My Life with Dalí
- Author: Amanda Lear
- Original title: Le Dalí d'Amanda
- Language: French
- Genre: autobiography
- Publisher: Pierre-Marcel Favre
- Publication date: 1984

= My Life with Dalí =

Book by Amanda Lear

My Life with Dalí is an autobiography by French singer Amanda Lear, first released in 1984, which tells about her relationship with Spanish surrealist painter Salvador Dalí. The book, which had Dalí's full approval, gave detailed insights into the lives of both the artist and his muse.

==Background==
The book was originally published in French in 1984 as Le Dalí d'Amanda. It has since been translated into no less than six languages and released in Europe, Asia and the USA. The first English language edition was released by Virgin Books as My Life with Dalí in the UK in 1985. In 2004, an updated and expanded edition was released in France, entitled Mon Dalí. The book was dedicated to "Gala, the patient, loving wife".

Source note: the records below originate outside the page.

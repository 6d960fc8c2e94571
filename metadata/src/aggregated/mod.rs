//! Aggregated bean metadata.
//!
//! - `bean` - `BeanMetaData`, merged over the hierarchy and all providers
//! - `property` - Property metadata and cascading declarations
//! - `executable` - Method and constructor metadata
//! - `rules` - Rules for executables declared on several types

mod bean;
mod executable;
mod property;
mod rules;

pub use bean::BeanMetaData;
pub use executable::{ExecutableMetaData, ParameterMetaData};
pub use property::{CascadingMetaData, PropertyMetaData};
pub use rules::MethodValidationConfig;
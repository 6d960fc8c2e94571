//! Beanval Descriptor
//!
//! The constraint descriptor model.
//!
//! Responsibilities:
//! - Declare constraint definitions (attribute schema, composition, targets)
//! - Validate definitions when they are registered
//! - Build immutable constraint descriptors from annotations
//! - Provide the built-in constraint definitions

mod builder;
pub mod builtin;
mod definition;
mod definitions;
mod descriptor;
mod error;

pub use builder::{DescriptorBuilder, DescriptorContext, ElementKind};
pub use definition::{
    AttributeDef, AttributeKind, ComposingConstraint, CompositionType, ConstraintDefinition,
    ValidationTarget, GROUPS, MESSAGE, PAYLOAD, VALIDATION_APPLIES_TO,
};
pub use definitions::ConstraintDefinitions;
pub use descriptor::{ConstraintDescriptor, ConstraintType};
pub use error::{DescriptorError, DescriptorResult};
//! Descriptor error types.

use thiserror::Error;

/// Result type for definition and descriptor operations.
pub type DescriptorResult<T> = Result<T, DescriptorError>;

/// Errors in constraint definitions or in annotations applying them.
/// All of them are structural and reported when metadata is built.
#[derive(Debug, Error)]
pub enum DescriptorError {
    #[error("Duplicate constraint definition: {name}")]
    DuplicateDefinition { name: String },

    #[error("Unknown constraint: {name}")]
    UnknownConstraint { name: String },

    #[error("Constraint {constraint} declares illegal attribute '{attribute}': {reason}")]
    IllegalAttributeDeclaration {
        constraint: String,
        attribute: String,
        reason: String,
    },

    #[error("Constraint {constraint} has no attribute '{attribute}'")]
    UnknownAttribute { constraint: String, attribute: String },

    #[error("Attribute '{attribute}' of {constraint} expects {expected}, got {actual}")]
    WrongAttributeType {
        constraint: String,
        attribute: String,
        expected: String,
        actual: String,
    },

    #[error("Attribute '{attribute}' of {constraint} has no value and no default")]
    MissingAttribute { constraint: String, attribute: String },

    #[error("Invalid override in {constraint}: {reason}")]
    InvalidOverride { constraint: String, reason: String },

    #[error("Group {group} used by {constraint} is not a known type")]
    UnknownGroup { constraint: String, group: String },

    #[error("Group {group} used by {constraint} is not an interface")]
    GroupNotInterface { constraint: String, group: String },

    #[error("Cross-parameter constraint {constraint} is not allowed on {element}")]
    CrossParameterNotAllowed { constraint: String, element: String },

    #[error("Constraint {constraint} cannot be applied to {element}: {reason}")]
    IllegalTarget {
        constraint: String,
        element: String,
        reason: String,
    },

    #[error(
        "Constraint {constraint} is ambiguous on {element}: it applies to parameters and \
         return values, set validation_applies_to"
    )]
    AmbiguousValidationTarget { constraint: String, element: String },

    #[error(
        "Composing constraint {composing} of {composed} has a different constraint type \
         ({composing_type} vs {composed_type})"
    )]
    ComposingTypeMismatch {
        composed: String,
        composing: String,
        composed_type: String,
        composing_type: String,
    },
}

impl DescriptorError {
    pub fn unknown_constraint(name: impl Into<String>) -> Self {
        Self::UnknownConstraint { name: name.into() }
    }

    pub fn illegal_attribute(
        constraint: impl Into<String>,
        attribute: impl Into<String>,
        reason: impl Into<String>,
    ) -> Self {
        Self::IllegalAttributeDeclaration {
            constraint: constraint.into(),
            attribute: attribute.into(),
            reason: reason.into(),
        }
    }

    pub fn unknown_attribute(constraint: impl Into<String>, attribute: impl Into<String>) -> Self {
        Self::UnknownAttribute {
            constraint: constraint.into(),
            attribute: attribute.into(),
        }
    }

    pub fn wrong_attribute_type(
        constraint: impl Into<String>,
        attribute: impl Into<String>,
        expected: impl Into<String>,
        actual: impl Into<String>,
    ) -> Self {
        Self::WrongAttributeType {
            constraint: constraint.into(),
            attribute: attribute.into(),
            expected: expected.into(),
            actual: actual.into(),
        }
    }

    pub fn invalid_override(constraint: impl Into<String>, reason: impl Into<String>) -> Self {
        Self::InvalidOverride {
            constraint: constraint.into(),
            reason: reason.into(),
        }
    }

    pub fn illegal_target(
        constraint: impl Into<String>,
        element: impl Into<String>,
        reason: impl Into<String>,
    ) -> Self {
        Self::IllegalTarget {
            constraint: constraint.into(),
            element: element.into(),
            reason: reason.into(),
        }
    }
}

The story of the book starts in London in autumn 1965 and introduces Lear as a fine art student, living in Chelsea's Sloane Avenue. Her first meeting with Dalí took place around that time in Le Castel, a famous Parisian restaurant and nightclub, and gave the beginning to an over-15-year-long friendship. Lear has since been the painter's muse and closest friend, although, as she herself repeatedly marked, their relationship never was intimate. In addition, Lear describes also her relations with the likes of Brian Jones, Tara Browne and David Bowie, and mentions Anita Pallenberg, Keith Richards, Pablo Picasso, Brigitte Bardot and other notable personalities of the cultural world of the 1960s and 1970s.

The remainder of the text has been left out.